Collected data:
"""
//! Optimistic mutation with exact rollback.
//!
//! A mutation is applied to the owning store's state synchronously, so the
//! UI reflects it with zero latency, while the remote commit runs behind
//! it. A failed commit restores the exact pre-mutation snapshot; a
//! successful one reconciles with the server's authoritative response.
//!
//! The mutator touches only `StoreState`. Persistence of the optimistic
//! value and of the reconciled result is the cached store's job (see
//! `CachedStore::apply`).

use std::future::Future;
use std::sync::{Arc, PoisonError};

use nourish_core::{MutationError, RemoteError};

use crate::store::{SharedState, StoreState};

/// Applies optimistic mutations to one store's state.
pub struct OptimisticMutator<T> {
    state: SharedState<T>,
}

impl<T: Clone> OptimisticMutator<T> {
    pub fn new(state: SharedState<T>) -> Self {
        Self { state }
    }

    fn lock(&self) -> std::sync::RwLockWriteGuard<'_, StoreState<T>> {
        self.state.write().unwrap_or_else(PoisonError::into_inner)
    }

    /// Snapshot the current data and replace it with `mutate(data)`.
    ///
    /// Returns the snapshot to restore on rollback. When the store holds no
    /// data the local step is a no-op and the snapshot is `None`.
    pub fn apply_local<M>(&self, mutate: M) -> Option<T>
    where
        M: FnOnce(T) -> T,
    {
        let mut state = self.lock();
        let snapshot = state.data.clone();
        if let Some(data) = state.data.take() {
            state.data = Some(mutate(data));
        }
        snapshot
    }

    /// Commit succeeded: the server's state, when returned, wins over the
    /// locally-applied guess.
    pub fn reconcile(&self, server: Option<T>) {
        let mut state = self.lock();
        if let Some(value) = server {
            state.data = Some(value);
        }
        state.error = None;
    }

    /// Commit failed: restore the exact snapshot and surface the message.
    pub fn rollback(&self, snapshot: Option<T>, message: &str) {
        let mut state = self.lock();
        state.data = snapshot;
        state.error = Some(message.to_string());
    }

    /// The full optimistic sequence: snapshot, local apply, commit, then
    /// reconcile or roll back. The error is returned to the caller — a
    /// user-initiated action must never fail silently.
    ///
    /// No lock is held across the commit await, so a second `apply` started
    /// before this one resolves snapshots the already-mutated state;
    /// mutations compose, and concurrent mutation of one entity is the
    /// caller's responsibility to avoid.
    pub async fn apply<M, C, Fut>(&self, mutate: M, commit: C) -> Result<(), MutationError>
    where
        M: FnOnce(T) -> T,
        C: FnOnce() -> Fut,
        Fut: Future<Output = Result<Option<T>, RemoteError>>,
    {
        let snapshot = self.apply_local(mutate);
        match commit().await {
            Ok(server) => {
                self.reconcile(server);
                Ok(())
            }
            Err(err) => {
                let err = MutationError::from(err);
                self.rollback(snapshot, &err.message);
                Err(err)
            }
        }
    }
}

impl<T> Clone for OptimisticMutator<T> {
    fn clone(&self) -> Self {
        Self {
            state: Arc::clone(&self.state),
        }
    }
}

#[cfg(test)]
mod tests {
    use super::*;
    use nourish_core::RemoteError;
    use std::sync::RwLock;

    fn shared(data: Option<u32>) -> SharedState<u32> {
        Arc::new(RwLock::new(StoreState {
            data,
            ..StoreState::default()
        }))
    }

    fn data(state: &SharedState<u32>) -> Option<u32> {
        state.read().expect("lock").data
    }

    fn error(state: &SharedState<u32>) -> Option<String> {
        state.read().expect("lock").error.clone()
    }

    #[tokio::test]
    async fn test_successful_commit_keeps_local_guess_without_server_state() {
        let state = shared(Some(1200));
        let mutator = OptimisticMutator::new(Arc::clone(&state));

        mutator
            .apply(|v| v + 300, || async { Ok(None) })
            .await
            .expect("commit should succeed");

        assert_eq!(data(&state), Some(1500));
        assert_eq!(error(&state), None);
    }

    #[tokio::test]
    async fn test_server_state_wins_on_reconcile() {
        let state = shared(Some(1200));
        let mutator = OptimisticMutator::new(Arc::clone(&state));

        // Local guess says 1500; the server recomputed 1480.
        mutator
            .apply(|v| v + 300, || async { Ok(Some(1480)) })
            .await
            .expect("commit should succeed");

        assert_eq!(data(&state), Some(1480));
    }

    #[tokio::test]
    async fn test_failed_commit_rolls_back_exactly() {
        let state = shared(Some(1200));
        let mutator = OptimisticMutator::new(Arc::clone(&state));

        let err = mutator
            .apply(
                |v| v + 300,
                || async { Err(RemoteError::network("Failed to complete meal")) },
            )
            .await
            .expect_err("commit should fail");

        assert_eq!(data(&state), Some(1200));
        assert_eq!(error(&state), Some("Failed to complete meal".to_string()));
        assert_eq!(err.message, "Failed to complete meal");
    }

    #[tokio::test]
    async fn test_mutation_on_empty_state_is_local_noop() {
        let state = shared(None);
        let mutator = OptimisticMutator::new(Arc::clone(&state));

        let err = mutator
            .apply(
                |v| v + 1,
                || async { Err(RemoteError::network("offline")) },
            )
            .await
            .expect_err("commit should fail");

        assert_eq!(data(&state), None);
        assert_eq!(err.message, "offline");
    }

    #[tokio::test]
    async fn test_concurrent_mutations_compose() {
        let state = shared(Some(10));
        let mutator = OptimisticMutator::new(Arc::clone(&state));

        // The second apply_local snapshots the already-mutated state.
        let snap_a = mutator.apply_local(|v| v + 1);
        let snap_b = mutator.apply_local(|v| v * 2);
        assert_eq!(data(&state), Some(22));
        assert_eq!(snap_a, Some(10));
        assert_eq!(snap_b, Some(11));

        // Rolling back in reverse order of completion restores each stage.
        mutator.rollback(snap_b, "second failed");
        assert_eq!(data(&state), Some(11));
        mutator.rollback(snap_a, "first failed");
        assert_eq!(data(&state), Some(10));
    }
}
//! Namespaced cache keys.
//!
//! A [`StoreKey`] can only be built from a store name, so every cache blob
//! lands under the `cache_` namespace by construction. Sweeps over the
//! namespace (expiry, logout) go through the same type instead of matching
//! ad hoc string prefixes.

/// Prefix for all cache blobs.
const CACHE_PREFIX: &str = "cache_";

/// A storage key scoped to the cache namespace.
#[derive(Debug, Clone, PartialEq, Eq, Hash)]
pub struct StoreKey {
    encoded: String,
}

impl StoreKey {
    /// Key for a store's persisted envelope: `cache_<name>`.
    pub fn for_store(name: &str) -> Self {
        Self {
            encoded: format!("{CACHE_PREFIX}{name}"),
        }
    }

    /// The full storage key.
    pub fn encode(&self) -> &str {
        &self.encoded
    }

    /// The store name this key belongs to.
    pub fn store_name(&self) -> &str {
        &self.encoded[CACHE_PREFIX.len()..]
    }

    /// Whether a raw storage key lives in the cache namespace.
    pub fn is_cache_key(key: &str) -> bool {
        key.starts_with(CACHE_PREFIX)
    }

    /// Reconstruct a `StoreKey` from a raw storage key, if it is one.
    pub fn decode(key: &str) -> Option<Self> {
        if Self::is_cache_key(key) {
            Some(Self {
                encoded: key.to_string(),
            })
        } else {
            None
        }
    }
}

impl std::fmt::Display for StoreKey {
    fn fmt(&self, f: &mut std::fmt::Formatter<'_>) -> std::fmt::Result {
        f.write_str(&self.encoded)
    }
}

#[cfg(test)]
mod tests {
    use super::*;

    #[test]
    fn test_encode() {
        let key = StoreKey::for_store("goals");
        assert_eq!(key.encode(), "cache_goals");
        assert_eq!(key.store_name(), "goals");
    }

    #[test]
    fn test_namespace_membership() {
        assert!(StoreKey::is_cache_key("cache_progress"));
        assert!(!StoreKey::is_cache_key("goals-storage"));
        assert!(!StoreKey::is_cache_key("auth_token"));
    }

    #[test]
    fn test_decode_round_trip() {
        let key = StoreKey::for_store("favorites");
        let decoded = StoreKey::decode(key.encode()).expect("cache key should decode");
        assert_eq!(decoded, key);
        assert!(StoreKey::decode("not_a_cache_key").is_none());
    }
}
//! Platform capability probe.
//!
//! Backend selection happens exactly once, at startup, from an injected
//! probe value. No call path re-checks the platform afterwards; the chosen
//! backend's identity is fixed for the process lifetime.

/// Name of the native preference-store plugin.
pub const PREFERENCES_PLUGIN: &str = "Preferences";

/// Capability probe answering the two questions backend selection asks.
///
/// Implementations are expected to be cheap and constant: the probe is
/// queried once at selection time and never again.
pub trait PlatformProbe: Send + Sync {
    /// Whether the app runs inside the native (mobile) runtime.
    fn is_native_runtime(&self) -> bool;

    /// Whether the named native plugin is installed.
    fn is_plugin_available(&self, name: &str) -> bool;
}

/// A probe with fixed answers.
///
/// Production builds construct one from the embedding runtime's flags;
/// tests construct whichever platform they need.
#[derive(Debug, Clone, Default)]
pub struct FixedProbe {
    native: bool,
    plugins: Vec<String>,
}

impl FixedProbe {
    /// A web runtime: not native, no plugins.
    pub fn web() -> Self {
        Self::default()
    }

    /// A native runtime with the given plugins installed.
    pub fn native(plugins: &[&str]) -> Self {
        Self {
            native: true,
            plugins: plugins.iter().map(|p| p.to_string()).collect(),
        }
    }
}

impl PlatformProbe for FixedProbe {
    fn is_native_runtime(&self) -> bool {
        self.native
    }

    fn is_plugin_available(&self, name: &str) -> bool {
        self.plugins.iter().any(|p| p == name)
    }
}
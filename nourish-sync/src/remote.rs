//! Remote service interface consumed by the cached stores.
//!
//! The core treats every rejection as a retryable-by-user failure and never
//! retries on its own; timeouts belong to the implementation behind this
//! trait.

use async_trait::async_trait;
use nourish_core::RemoteError;
use serde_json::Value;

/// One remote collection (progress, goals, favorites, ...).
///
/// `fetch_entity` returns the collection's current server state;
/// `mutate_entity` applies a partial update and returns the authoritative
/// post-mutation state, which wins over any locally-applied guess.
#[async_trait]
pub trait RemoteSource<T>: Send + Sync {
    async fn fetch_entity(&self, id: &str) -> Result<T, RemoteError>;

    async fn mutate_entity(&self, id: &str, patch: Value) -> Result<T, RemoteError>;
}
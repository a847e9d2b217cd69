//! Feature store clients
//!
//! The store itself is an external service; this module only knows how to
//! ask it for the latest values of named features for one entity.

use crate::classifier::EntityType;
use async_trait::async_trait;
use serde::Deserialize;
use serde_json::{json, Map, Value};
use std::collections::HashMap;
use std::sync::RwLock;

#[derive(Debug, Clone, PartialEq, thiserror::Error)]
pub enum FeatureStoreError {
    #[error("no features for {entity_type} {entity_id}")]
    NotFound {
        entity_type: EntityType,
        entity_id: String,
    },

    #[error("feature store unavailable: {0}")]
    Unavailable(String),

    #[error("invalid feature store response: {0}")]
    InvalidResponse(String),
}

impl FeatureStoreError {
    /// Worth retrying against the same store
    pub fn is_transient(&self) -> bool {
        matches!(self, FeatureStoreError::Unavailable(_))
    }
}

#[async_trait]
pub trait FeatureStore: Send + Sync {
    /// Latest values of `feature_names` for one entity.
    ///
    /// Features the store has no value for are absent from the map. An entity
    /// with no value at all is `NotFound`.
    async fn get_features(
        &self,
        entity_type: EntityType,
        entity_id: &str,
        feature_names: &[String],
    ) -> Result<HashMap<String, f64>, FeatureStoreError>;
}

/// Feature store backed by a map; for tests and local runs
#[derive(Debug, Default)]
pub struct InMemoryFeatureStore {
    rows: RwLock<HashMap<(EntityType, String), HashMap<String, f64>>>,
}

impl InMemoryFeatureStore {
    pub fn new() -> Self {
        Self::default()
    }

    /// Merge `features` into the row of one entity
    pub fn insert<I, K>(&self, entity_type: EntityType, entity_id: &str, features: I)
    where
        I: IntoIterator<Item = (K, f64)>,
        K: Into<String>,
    {
        let mut rows = self.rows.write().unwrap_or_else(|poisoned| poisoned.into_inner());
        let row = rows
            .entry((entity_type, entity_id.to_string()))
            .or_default();
        row.extend(features.into_iter().map(|(k, v)| (k.into(), v)));
    }
}

#[async_trait]
impl FeatureStore for InMemoryFeatureStore {
    async fn get_features(
        &self,
        entity_type: EntityType,
        entity_id: &str,
        feature_names: &[String],
    ) -> Result<HashMap<String, f64>, FeatureStoreError> {
        let rows = self.rows.read().unwrap_or_else(|poisoned| poisoned.into_inner());
        let found: HashMap<String, f64> = rows
            .get(&(entity_type, entity_id.to_string()))
            .map(|row| {
                feature_names
                    .iter()
                    .filter_map(|name| row.get(name).map(|v| (name.clone(), *v)))
                    .collect()
            })
            .unwrap_or_default();

        if found.is_empty() {
            return Err(FeatureStoreError::NotFound {
                entity_type,
                entity_id: entity_id.to_string(),
            });
        }
        Ok(found)
    }
}

/// Feature view and join key serving one entity type
#[derive(Debug, Clone, PartialEq)]
pub struct FeatureView {
    pub name: String,
    pub join_key: String,
}

impl FeatureView {
    fn new(name: &str, join_key: &str) -> Self {
        Self {
            name: name.to_string(),
            join_key: join_key.to_string(),
        }
    }
}

/// Default views of the online store
pub fn default_feature_views() -> HashMap<EntityType, FeatureView> {
    HashMap::from([
        (
            EntityType::Product,
            FeatureView::new("product_demand_features", "product_id"),
        ),
        (
            EntityType::Customer,
            FeatureView::new("customer_behavior_features", "customer_id"),
        ),
        (
            EntityType::Supplier,
            FeatureView::new("supplier_performance_features", "supplier_id"),
        ),
    ])
}

#[derive(Deserialize)]
struct OnlineFeaturesResponse {
    metadata: OnlineFeaturesMetadata,
    results: Vec<FeatureResult>,
}

#[derive(Deserialize)]
struct OnlineFeaturesMetadata {
    feature_names: Vec<String>,
}

#[derive(Deserialize)]
struct FeatureResult {
    values: Vec<Value>,
    #[serde(default)]
    statuses: Vec<String>,
}

/// Client of a Feast feature server (`POST /get-online-features`)
pub struct FeastFeatureStore {
    client: reqwest::Client,
    base_url: String,
    views: HashMap<EntityType, FeatureView>,
}

impl FeastFeatureStore {
    pub fn new(client: reqwest::Client, base_url: impl Into<String>) -> Self {
        Self::with_views(client, base_url, default_feature_views())
    }

    pub fn with_views(
        client: reqwest::Client,
        base_url: impl Into<String>,
        views: HashMap<EntityType, FeatureView>,
    ) -> Self {
        Self {
            client,
            base_url: base_url.into().trim_end_matches('/').to_string(),
            views,
        }
    }
}

#[async_trait]
impl FeatureStore for FeastFeatureStore {
    async fn get_features(
        &self,
        entity_type: EntityType,
        entity_id: &str,
        feature_names: &[String],
    ) -> Result<HashMap<String, f64>, FeatureStoreError> {
        let view = self.views.get(&entity_type).ok_or_else(|| FeatureStoreError::NotFound {
            entity_type,
            entity_id: entity_id.to_string(),
        })?;

        let refs: Vec<String> = feature_names
            .iter()
            .map(|name| format!("{}:{}", view.name, name))
            .collect();
        let mut entities = Map::new();
        entities.insert(view.join_key.clone(), json!([entity_id]));
        let body = json!({ "features": refs, "entities": entities });

        let response = self
            .client
            .post(format!("{}/get-online-features", self.base_url))
            .json(&body)
            .send()
            .await
            .map_err(|e| FeatureStoreError::Unavailable(e.to_string()))?;

        let status = response.status();
        if status.is_server_error() || status == reqwest::StatusCode::TOO_MANY_REQUESTS {
            return Err(FeatureStoreError::Unavailable(format!("HTTP {}", status)));
        }
        if status == reqwest::StatusCode::NOT_FOUND {
            return Err(FeatureStoreError::NotFound {
                entity_type,
                entity_id: entity_id.to_string(),
            });
        }
        if !status.is_success() {
            return Err(FeatureStoreError::InvalidResponse(format!("HTTP {}", status)));
        }

        let parsed: OnlineFeaturesResponse = response
            .json()
            .await
            .map_err(|e| FeatureStoreError::InvalidResponse(e.to_string()))?;

        let found = extract_features(parsed, &view.join_key, feature_names)?;
        if found.is_empty() {
            return Err(FeatureStoreError::NotFound {
                entity_type,
                entity_id: entity_id.to_string(),
            });
        }

        tracing::debug!(
            entity_type = %entity_type,
            entity_id = %entity_id,
            requested = feature_names.len(),
            found = found.len(),
            "Online features fetched"
        );
        Ok(found)
    }
}

/// Pair column names with their first row, keeping present numeric values
fn extract_features(
    response: OnlineFeaturesResponse,
    join_key: &str,
    requested: &[String],
) -> Result<HashMap<String, f64>, FeatureStoreError> {
    let names = response.metadata.feature_names;
    if names.len() != response.results.len() {
        return Err(FeatureStoreError::InvalidResponse(format!(
            "{} feature names but {} result columns",
            names.len(),
            response.results.len()
        )));
    }

    let mut found = HashMap::new();
    for (name, column) in names.iter().zip(response.results) {
        // Feature references may come back as `view:name` or `view__name`
        let short = name
            .rsplit_once(':')
            .map(|(_, n)| n)
            .or_else(|| name.split_once("__").map(|(_, n)| n))
            .unwrap_or(name);
        if short == join_key || !requested.iter().any(|r| r == short) {
            continue;
        }

        let present = column
            .statuses
            .first()
            .map_or(true, |status| status == "PRESENT");
        let value = column.values.first().and_then(Value::as_f64);
        if let (true, Some(value)) = (present, value) {
            found.insert(short.to_string(), value);
        }
    }
    Ok(found)
}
"""
Description of the task: All lines of the entries containing the string "offline" must be shown in full.

Your response:
                || async { Err(RemoteError::network("offline")) },
        assert_eq!(err.message, "offline");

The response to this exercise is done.